One solution for this input would be

0 1 0 1 0 1 0 0 0 0

So we take the objects with weights: 31, 42 and 27 to fill the backpack.

The code

//long, because the api requires so.
long[] weights = new long[] {12, 31, 16, 42, 41, 27, 63, 76, 67, 46}

//Generator of random solutions
BinaryArraySolutionsGenerator generator = new BinaryArraySolutionsGenerator(weights.length) ;
//Fitness evaluator (how is a solution evaluated? How do you calculate how good ("fit") it is?
FitnessForBackpackEvaluator evaluator = new FitnessForBackpackEvaluator(weights);
//optional stopping conditions
Condition solutionIsAcceptable = new Condition() {
    public boolean passed(Solution solution) {
        return solution.isAcceptable();
    }
};

Eva eva = new SimpleEvolutionaryAlgorithm()
                .with(generator)
                .with(evaluator)
                .with(solutionIsAcceptable);
Solution solution = eva.calculate();
NumericalRepresentation rep = NumericalRepresentation.class.cast(solution.getRepresentation());
for(int i=0;i<rep.getSize();i++) {
    System.out.print(rep.get(i) + " ");
}

      Note that it is not mandatory to add any conditions, but it’s recommended to specify at least the above condition if you don’t want a long execution time. It is not guaranteed that the found solution will meet the specified Conditon (although ideally it should).

The idea of the Condition is to make the algorithm faster by stopping it when it finds a satisfactory solution.

The maximum number of iterations performed is number of generations times population size and a Condition cannot add iterations (i.e. iterate until a good solution is found) because there are big chances of creating an infinite or really really long run.

In this backpack example, Solution.isAcceptable() only checks if the total weight is in the following interval: (0, backpackWeight]. You could add more conditions to always get a solution with total weight, say, over 50%.

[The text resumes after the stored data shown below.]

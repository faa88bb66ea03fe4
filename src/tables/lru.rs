use core::{borrow::Borrow, hash::Hash, num::NonZeroUsize};

use alloc::vec::Vec;

use hashbrown::HashMap;

#[derive(Copy, Clone, Debug, PartialEq, Eq, thiserror::Error)]
pub enum LruError {
    #[error("cannot allocate an LRU cache holding {0} entries")]
    CapacityTooLarge(usize),
}

const HEAD: usize = 0;
const TAIL: usize = 1;

#[derive(Debug)]
struct Slot<K, V> {
    entry: Option<(K, V)>,
    prev: usize,
    next: usize,
}

// Least-recently-used cache over a pool of slots allocated once, up front.
// Slots form a doubly linked recency list between two sentinels,
//  most recently used right after HEAD; the map points keys at their slots.
#[derive(Debug)]
pub struct LruCache<K, V> {
    lookup: HashMap<K, usize>,
    slots: Vec<Slot<K, V>>,
    free: Vec<usize>,
    capacity: NonZeroUsize,
}

impl<K: Hash + Eq + Clone, V> LruCache<K, V> {
    // The whole pool is allocated here, so a capacity that cannot be allocated
    //  is refused instead of failing later
    pub fn new(capacity: NonZeroUsize) -> Result<Self, LruError> {
        let n = capacity.get();
        let too_large = LruError::CapacityTooLarge(n);
        let pool_len = n.checked_add(2).ok_or(too_large)?;

        let mut slots = Vec::new();
        slots.try_reserve_exact(pool_len).map_err(|_| too_large)?;
        let mut free = Vec::new();
        free.try_reserve_exact(n).map_err(|_| too_large)?;
        let mut lookup = HashMap::new();
        lookup.try_reserve(n).map_err(|_| too_large)?;

        slots.push(Slot {
            entry: None,
            prev: HEAD,
            next: TAIL,
        });
        slots.push(Slot {
            entry: None,
            prev: HEAD,
            next: TAIL,
        });
        for _ in 0..n {
            slots.push(Slot {
                entry: None,
                prev: HEAD,
                next: HEAD,
            });
        }
        // Popped from the back, so slots are handed out in order
        free.extend((2..pool_len).rev());
        Ok(Self {
            lookup,
            slots,
            free,
            capacity,
        })
    }

    pub fn capacity(&self) -> NonZeroUsize {
        self.capacity
    }

    pub fn len(&self) -> usize {
        self.lookup.len()
    }

    pub fn contains<Q>(&self, key: &Q) -> bool
    where
        K: Borrow<Q>,
        Q: Hash + Eq + ?Sized,
    {
        self.lookup.contains_key(key)
    }

    // Inserts or overwrites the value and makes the key the most recently used.
    // When a new key arrives at a full cache, the least recently used entry
    //  gives up its slot and is returned.
    pub fn put(&mut self, key: K, value: V) -> Option<(K, V)> {
        if let Some(&idx) = self.lookup.get(&key) {
            self.slots[idx].entry = Some((key, value));
            self.move_to_front(idx);
            return None;
        }

        let (idx, evicted) = match self.free.pop() {
            Some(idx) => (idx, None),
            None => {
                // No free slot means the list holds `capacity` entries, none of them a sentinel
                let idx = self.slots[TAIL].prev;
                self.unlink(idx);
                let evicted = self.slots[idx].entry.take();
                if let Some((evicted_key, _)) = &evicted {
                    self.lookup.remove(evicted_key);
                }
                (idx, evicted)
            }
        };

        self.slots[idx].entry = Some((key.clone(), value));
        self.lookup.insert(key, idx);
        self.link_front(idx);
        evicted
    }

    // Returns the value and makes the key the most recently used
    pub fn get<Q>(&mut self, key: &Q) -> Option<&V>
    where
        K: Borrow<Q>,
        Q: Hash + Eq + ?Sized,
    {
        let idx = *self.lookup.get(key)?;
        self.move_to_front(idx);
        self.slots[idx].entry.as_ref().map(|(_, v)| v)
    }

    pub fn remove<Q>(&mut self, key: &Q) -> Option<V>
    where
        K: Borrow<Q>,
        Q: Hash + Eq + ?Sized,
    {
        let idx = self.lookup.remove(key)?;
        self.unlink(idx);
        self.free.push(idx);
        self.slots[idx].entry.take().map(|(_, v)| v)
    }

    // Most recently used first
    pub fn iter(&self) -> Iter<'_, K, V> {
        Iter {
            slots: &self.slots,
            idx: self.slots[HEAD].next,
        }
    }

    fn unlink(&mut self, idx: usize) {
        let (prev, next) = (self.slots[idx].prev, self.slots[idx].next);
        self.slots[prev].next = next;
        self.slots[next].prev = prev;
    }

    fn link_front(&mut self, idx: usize) {
        let first = self.slots[HEAD].next;
        self.slots[idx].prev = HEAD;
        self.slots[idx].next = first;
        self.slots[HEAD].next = idx;
        self.slots[first].prev = idx;
    }

    fn move_to_front(&mut self, idx: usize) {
        if self.slots[HEAD].next != idx {
            self.unlink(idx);
            self.link_front(idx);
        }
    }
}

pub struct Iter<'a, K, V> {
    slots: &'a [Slot<K, V>],
    idx: usize,
}

impl<'a, K, V> Iterator for Iter<'a, K, V> {
    type Item = (&'a K, &'a V);

    fn next(&mut self) -> Option<Self::Item> {
        if self.idx == TAIL {
            return None;
        }
        let slot = &self.slots[self.idx];
        self.idx = slot.next;
        slot.entry.as_ref().map(|(k, v)| (k, v))
    }
}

       Tip Use com.amihaiemil.eva.Conditions to specify more conditions, like this:

...
//Like I said above, this one should always be present
Condition solutionIsAcceptable = new Condition() {
    public boolean passed(Solution solution) {
        return solution.isAcceptable();
    }
};

Condition conditions = new Conditions(solutionIsAcceptable)
                        .and(new Condition() {...});
			.or(new Condition() {...});
Eva eva = new SimpleEvolutionaryAlgorithm()
                .with(generator)
                .with(evaluator)
                .with(conditions);

...

If you specify more conditions you minimize the chances of the algorithm skipping a really good solution.